[Stored items]
+++

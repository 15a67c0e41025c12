//! Scalar keyframe curves: the atomic animation primitive.

use serde::{Deserialize, Serialize};

use crate::interp::{hermite_spline, smooth_tangent};

/// A single `(time, value)` sample. Time is in seconds.
#[derive(Clone, Copy, Debug, PartialEq, Serialize, Deserialize)]
pub struct Keyframe {
    pub time: f32,
    pub value: f32,
}

impl Keyframe {
    #[inline]
    pub fn new(time: f32, value: f32) -> Self {
        Self { time, value }
    }
}

/// Ordered keyframes for one animated scalar property.
///
/// Between keys the curve is a cubic Hermite spline with smooth tangents;
/// before the first and after the last key it holds the endpoint value.
#[derive(Clone, Debug, Default, PartialEq, Serialize, Deserialize)]
pub struct ChannelCurve {
    keys: Vec<Keyframe>,
}

impl ChannelCurve {
    pub fn new() -> Self {
        Self::default()
    }

    /// Curve holding a single key, used for axes missing from a rotation.
    pub fn constant(time: f32, value: f32) -> Self {
        Self {
            keys: vec![Keyframe::new(time, value)],
        }
    }

    pub fn from_keys(keys: impl IntoIterator<Item = Keyframe>) -> Self {
        let mut curve = Self::new();
        for key in keys {
            curve.add_keyframe(key.time, key.value);
        }
        curve
    }

    /// Add a keyframe. Keys arrive in time order from the parser; an
    /// out-of-order key is inserted after any keys with an equal or earlier time.
    pub fn add_keyframe(&mut self, time: f32, value: f32) {
        let key = Keyframe::new(time, value);
        match self.keys.last() {
            Some(last) if last.time > time => {
                let pos = self.keys.partition_point(|k| k.time <= time);
                self.keys.insert(pos, key);
            }
            _ => self.keys.push(key),
        }
    }

    #[inline]
    pub fn keys(&self) -> &[Keyframe] {
        &self.keys
    }

    #[inline]
    pub fn len(&self) -> usize {
        self.keys.len()
    }

    #[inline]
    pub fn is_empty(&self) -> bool {
        self.keys.is_empty()
    }

    #[inline]
    pub fn first(&self) -> Option<&Keyframe> {
        self.keys.first()
    }

    #[inline]
    pub fn last(&self) -> Option<&Keyframe> {
        self.keys.last()
    }

    /// `(first.time, last.time)`, or `None` for an empty curve.
    pub fn time_range(&self) -> Option<(f32, f32)> {
        Some((self.keys.first()?.time, self.keys.last()?.time))
    }

    /// Value of the curve at `time`.
    ///
    /// Returns the exact key value when `time` lands on a key, holds the
    /// endpoint values outside the key range and evaluates 0.0 for an empty
    /// curve.
    pub fn evaluate(&self, time: f32) -> f32 {
        let n = self.keys.len();
        let (first, last) = match (self.keys.first(), self.keys.last()) {
            (Some(first), Some(last)) => (first, last),
            _ => return 0.0,
        };
        if n == 1 || time <= first.time {
            return first.value;
        }
        if time >= last.time {
            return last.value;
        }

        // First key strictly after `time`; 1..n-1 given the checks above.
        let i1 = self.keys.partition_point(|k| k.time <= time);
        let i0 = i1 - 1;
        let k0 = self.keys[i0];
        let k1 = self.keys[i1];
        if k0.time == time {
            return k0.value;
        }
        let dt = k1.time - k0.time;
        if dt <= 0.0 {
            return k1.value;
        }

        let m0 = self.tangent_at(i0) * dt;
        let m1 = self.tangent_at(i1) * dt;
        let u = ((time - k0.time) / dt).clamp(0.0, 1.0);
        hermite_spline(k0.value, k1.value, m0, m1, u)
    }

    fn tangent_at(&self, index: usize) -> f32 {
        let prev = index
            .checked_sub(1)
            .and_then(|i| self.keys.get(i))
            .map(|k| (k.time, k.value));
        let key = self.keys[index];
        let next = self.keys.get(index + 1).map(|k| (k.time, k.value));
        smooth_tangent(prev, (key.time, key.value), next)
    }

    /// Turn a single-key curve into a hold by adding a second key with the
    /// same value at `end_time`.
    ///
    /// No-op for curves with zero or several keys. The new key goes in time
    /// order, so an `end_time` before the key yields a hold starting at `end_time`.
    pub fn finalize_duration(&mut self, end_time: f32) {
        if self.keys.len() != 1 {
            return;
        }
        let only = self.keys[0];
        if end_time < only.time {
            log::debug!(
                "hold end {end_time}s precedes the only key at {}s; inserting it first",
                only.time
            );
        }
        self.add_keyframe(end_time, only.value);
    }
}
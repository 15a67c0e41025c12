//! Error types for the importer

/// Every failure the importer reports, grouped by [`ImportError::category`].
#[derive(thiserror::Error, Debug, Clone, PartialEq)]
#[non_exhaustive]
pub enum ImportError {
    /// Malformed header, keyframe field or metadata block.
    #[error("{file}:{line}: {reason}")]
    Format {
        file: String,
        line: usize,
        reason: String,
    },

    /// Channel header names an attribute outside the channel table.
    #[error("{file}:{line}: unrecognized channel '{channel}'")]
    UnknownChannel {
        file: String,
        line: usize,
        channel: String,
    },

    /// Channel header is not followed by a complete metadata block.
    #[error("{file}:{line}: channel header for bone '{bone}' is followed by only {found} line(s), expected {expected}")]
    TruncatedMetadata {
        file: String,
        line: usize,
        bone: String,
        found: usize,
        expected: usize,
    },

    /// Bone name absent from the bone path mapping.
    #[error("bone path mapping has no entry for bone '{bone}'")]
    Mapping { bone: String },

    /// Malformed line in the bone path mapping resource.
    #[error("bone path mapping line {line}: {reason} ('{content}')")]
    MappingSyntax {
        line: usize,
        content: String,
        reason: String,
    },

    /// Missing or unreadable resource (mapping file, input file, directory).
    #[error("{path}: {reason}")]
    Resource { path: String, reason: String },

    /// Clip store failed to persist a finished clip.
    #[error("failed to save clip '{clip}': {reason}")]
    Persist { clip: String, reason: String },
}

impl ImportError {
    pub(crate) fn format(file: &str, line: usize, reason: impl Into<String>) -> Self {
        Self::Format {
            file: file.to_string(),
            line,
            reason: reason.into(),
        }
    }

    pub(crate) fn resource(path: impl AsRef<std::path::Path>, reason: impl ToString) -> Self {
        Self::Resource {
            path: path.as_ref().display().to_string(),
            reason: reason.to_string(),
        }
    }

    /// Get error category for logging/reporting
    #[inline]
    pub fn category(&self) -> &'static str {
        match self {
            Self::Format { .. } | Self::UnknownChannel { .. } | Self::TruncatedMetadata { .. } => {
                "format"
            }
            Self::Mapping { .. } => "mapping",
            Self::MappingSyntax { .. } | Self::Resource { .. } => "resource",
            Self::Persist { .. } => "persist",
        }
    }

    /// Whether this error stops the whole batch rather than a single file.
    ///
    /// `Mapping` only reaches the batch driver under
    /// [`MissingBonePolicy::AbortBatch`](crate::MissingBonePolicy::AbortBatch).
    #[inline]
    pub fn is_batch_fatal(&self) -> bool {
        matches!(
            self,
            Self::Mapping { .. } | Self::MappingSyntax { .. } | Self::Resource { .. }
        )
    }
}

impl From<serde_json::Error> for ImportError {
    fn from(err: serde_json::Error) -> Self {
        Self::Resource {
            path: "<json>".to_string(),
            reason: err.to_string(),
        }
    }
}
//! Importer configuration.

use std::fs;
use std::path::Path;

use serde::{Deserialize, Serialize};

use crate::error::ImportError;

/// What to do with a track whose bone has no bone path mapping entry.
#[derive(Clone, Copy, Debug, Default, PartialEq, Eq, Serialize, Deserialize)]
#[serde(rename_all = "snake_case")]
pub enum MissingBonePolicy {
    /// Drop that bone's track; the rest of the clip is still produced.
    #[default]
    SkipTrack,
    /// Stop the whole batch at the first missing bone.
    AbortBatch,
}

/// Batch settings. The source frame rate is fixed and lives in
/// [`FRAME_RATE`](crate::FRAME_RATE), not here.
#[derive(Clone, Debug, PartialEq, Serialize, Deserialize)]
#[serde(default)]
pub struct Config {
    /// Extension (without the dot) of input files picked up from a directory.
    pub input_extension: String,
    /// File name of the bone path mapping, looked up next to the inputs.
    pub bone_path_file: String,
    /// Directory name for converted clips, created next to the inputs.
    pub output_dir: String,
    pub missing_bone: MissingBonePolicy,
    /// Keep consecutive quaternion samples on the same hemisphere.
    pub quaternion_continuity: bool,
}

impl Default for Config {
    fn default() -> Self {
        Self {
            input_extension: "anim".to_string(),
            bone_path_file: "BonePaths.txt".to_string(),
            output_dir: "Converted".to_string(),
            missing_bone: MissingBonePolicy::SkipTrack,
            quaternion_continuity: false,
        }
    }
}

impl Config {
    pub fn from_json_str(json: &str) -> Result<Self, ImportError> {
        Ok(serde_json::from_str(json)?)
    }

    pub fn load(path: impl AsRef<Path>) -> Result<Self, ImportError> {
        let path = path.as_ref();
        let text = fs::read_to_string(path).map_err(|e| ImportError::resource(path, e))?;
        serde_json::from_str(&text).map_err(|e| ImportError::resource(path, e))
    }
}

#[cfg(test)]
mod tests {
    use super::*;

    #[test]
    fn partial_json_keeps_defaults() {
        let cfg = Config::from_json_str(r#"{ "missing_bone": "abort_batch" }"#).unwrap();
        assert_eq!(cfg.missing_bone, MissingBonePolicy::AbortBatch);
        assert_eq!(cfg.input_extension, "anim");
        assert!(!cfg.quaternion_continuity);
    }

    #[test]
    fn invalid_json_is_a_resource_error() {
        let err = Config::from_json_str("{ not json").unwrap_err();
        assert_eq!(err.category(), "resource");
    }
}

+++

TASK GOAL — Nothing but the lines from the first line of the data through the line with "pub fn from_keys(keys: impl" should be returned, exactly as they appear, both ends included.

RESULT OF THIS EXERCISE —
repository 15a67c0e41025c12
//! Scalar keyframe curves: the atomic animation primitive.

use serde::{Deserialize, Serialize};

use crate::interp::{hermite_spline, smooth_tangent};

/// A single `(time, value)` sample. Time is in seconds.
#[derive(Clone, Copy, Debug, PartialEq, Serialize, Deserialize)]
pub struct Keyframe {
    pub time: f32,
    pub value: f32,
}

impl Keyframe {
    #[inline]
    pub fn new(time: f32, value: f32) -> Self {
        Self { time, value }
    }
}

/// Ordered keyframes for one animated scalar property.
///
/// Between keys the curve is a cubic Hermite spline with smooth tangents;
/// before the first and after the last key it holds the endpoint value.
#[derive(Clone, Debug, Default, PartialEq, Serialize, Deserialize)]
pub struct ChannelCurve {
    keys: Vec<Keyframe>,
}

impl ChannelCurve {
    pub fn new() -> Self {
        Self::default()
    }

    /// Curve holding a single key, used for axes missing from a rotation.
    pub fn constant(time: f32, value: f32) -> Self {
        Self {
            keys: vec![Keyframe::new(time, value)],
        }
    }

    pub fn from_keys(keys: impl IntoIterator<Item = Keyframe>) -> Self {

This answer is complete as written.